Mark it: Luke will be a top-five guy on this show. He's handsome in that way that I will never be able to understand but know is true. He's also from Texas like JoJo, and brought her what appear to be expensive cowboy boots. He's another ex-military guy -- JoJo must've said she loves them or something, because there are way more than usual -- and he can't stop talking about how much he loved growing up in a small town, probably because talking about how much you love small towns is one of the main leisure activities for people who live in small towns.
This guy clearly showed up to the limo and the producers were like, "Wait, you're not Nick B," and he's like, "No, I swear, look at my license -- I'm Nick B!," and they were all "Well, shit, he's clearly not the Nick B we wanted on this show but we gotta get these limos to the house, so, fuck it, put on this stupid Santa suit and hop in and we'll make sure JoJo gives you at least one rose for your troubles."
If a former competitive swimmer comes up to you right out of the limo with a bottle of wine and makes you drink it basically before saying hi, you can definitely be sure that the "former" part is accurate at least.
There are lots of reasons to immediately hate Wells: 1) he kinda looks like Josh Flagg from Million Dollar Listing; 2) he is a radio DJ and therefore professionally required to fill any dead air with incredibly cheesy sayings; 3) he brought formerly popular R&B a capella quartet All-4-One to sing for JoJo the entire night; 4) he doesn't like pizza; and 5) his name is Wells. But then there are reasons to maybe like Wells! Like: 1) his favorite movie is Back to the Future II, which is my favorite movie, and 2) even if the execution ends up being intolerable, he thought to bring formerly popular R&B a capella quartet All-4-One to sing for JoJo the entire night! And then there's the reason to know Wells isn't as cool as he wants to be: he did not bring beloved Where in the World is Carmen Sandiego? house band Rockapella to sing for JoJo the entire night. Do it, Wells!!

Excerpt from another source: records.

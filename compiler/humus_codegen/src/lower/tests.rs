#![allow(clippy::unwrap_used, reason = "Tests use unwrap for brevity")]

use humus_ir::{Eqtn, Number, Ptrn};
use pretty_assertions::assert_eq;

use super::*;

fn let_stmt(left: Ptrn) -> Stmt {
    Stmt::Let {
        eqtn: Eqtn {
            left,
            right: Ptrn::Value {
                expr: Expr::ident("v"),
            },
        },
    }
}

fn block_vars(beh: &ExprBeh) -> &[String] {
    match beh {
        ExprBeh::Block { vars, .. } | ExprBeh::Let { vars, .. } => vars,
        other => panic!("no scope on {}", other.tag()),
    }
}

#[test]
fn first_binding_wins() {
    let stmts = vec![
        Stmt::Create {
            ident: "a".into(),
            expr: Expr::SelfRef,
        },
        let_stmt(Ptrn::ident("b")),
        let_stmt(Ptrn::pair(Ptrn::ident("a"), Ptrn::ident("c"))),
    ];
    let block = Lowerer::new().lower_block(&stmts).unwrap();
    assert_eq!(block_vars(&block), ["a", "b", "c"]);
}

#[test]
fn nested_blocks_keep_their_own_vars() {
    let inner = Expr::Block {
        stmts: vec![let_stmt(Ptrn::ident("inner"))],
    };
    let stmts = vec![
        let_stmt(Ptrn::ident("outer")),
        Stmt::Become {
            expr: Expr::abs(Ptrn::ident("param"), inner),
        },
    ];
    let block = Lowerer::new().lower_block(&stmts).unwrap();
    assert_eq!(block_vars(&block), ["outer"]);

    let ExprBeh::Block { stmt, .. } = &block else {
        panic!("expected a block");
    };
    let Some(StmtBeh::Become { expr }) = stmt.iter().nth(1) else {
        panic!("expected BECOME");
    };
    let ExprBeh::Abs { body, .. } = expr else {
        panic!("expected an abstraction");
    };
    assert_eq!(block_vars(body), ["inner"]);
}

#[test]
fn let_in_declares_its_own_names() {
    let expr = Expr::LetIn {
        eqtn: Box::new(Eqtn {
            left: Ptrn::ident("x"),
            right: Ptrn::Any,
        }),
        expr: Box::new(Expr::ident("x")),
    };
    let block = Lowerer::new()
        .lower_block(&[Stmt::Expr { expr }])
        .unwrap();
    assert!(block_vars(&block).is_empty());

    let ExprBeh::Block { stmt, .. } = &block else {
        panic!("expected a block");
    };
    let Some(StmtBeh::Expr { expr }) = stmt.iter().next() else {
        panic!("expected an expression statement");
    };
    assert_eq!(block_vars(expr), ["x"]);
}

#[test]
fn conditional_patterns_declare_nothing() {
    let expr = Expr::If {
        eqtn: Box::new(Eqtn {
            left: Ptrn::ident("x"),
            right: Ptrn::ident("y"),
        }),
        expr: Box::new(Expr::ident("x")),
        next: None,
    };
    let block = Lowerer::new()
        .lower_block(&[Stmt::Expr { expr }])
        .unwrap();
    assert!(block_vars(&block).is_empty());
}

#[test]
fn statements_outside_blocks_declare_nowhere() {
    let mut lowerer = Lowerer::new();
    let stmt = lowerer.lower_stmt(&let_stmt(Ptrn::ident("x"))).unwrap();
    assert_eq!(stmt.tag(), "let_stmt");
    assert!(lowerer.scopes.is_empty());
}

#[test]
fn literal_patterns_are_checked() {
    let bad = Ptrn::Literal {
        value: Literal::Number(Number::new(None, 8, "9")),
    };
    let error = Lowerer::new().lower_ptrn(&bad, false).unwrap_err();
    assert_eq!(
        error,
        CodegenError::InvalidNumber {
            literal: "8#9".into()
        }
    );
}

#[test]
fn long_pair_chains_lower() {
    let expr = (0..5_000).fold(Expr::constant(Const::Nil), |tail, i| {
        Expr::pair(Expr::ident(format!("x{i}")), tail)
    });
    let lowered = Lowerer::new().lower_expr(&expr).unwrap();
    assert_eq!(lowered.tag(), "pair_expr");
}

Something you need to believe me about
Let the record state that, before I wrote this recap, due to my personal viewing nature for this episode, I did not watch the final outtake in which James S talks to Christ Harrison the whole time, and similarly did not watch the upcoming scenes in which Chad is revealed to be a homicidal maniac. I just had a feeling! Just so you know.
The rest of this season!!
This thing looks like it's going to be a monster. Chad is going to bloody any face that might be 7/10ths as handsome as his. Robby might have a secret girlfriend, which we haven't really had in a while, and those are always good clean fun. Everyone hates Aaron Rodgers' brother, and Chad somehow knows where he lives and is going to come to show up there and beat him silly.
But, most importantly, it appears that no less than five, and possibly six men (that they show!) profess their love for JoJo before this season is over. This is a huge development. Last season the number of love declarations started to inch up into new heights, and shit got live. Now this bloated a number might represent a Love Bubble, where it starts to mean nothing and they have to forbid the dudes from saying it until late, so it still has some oomph and isn't just being used as a cheap ploy to stick around a few weeks extra. But shit, man, it's going down this time around, and that means tectonic reactions every time someone says the words. And also that Chad will punch you.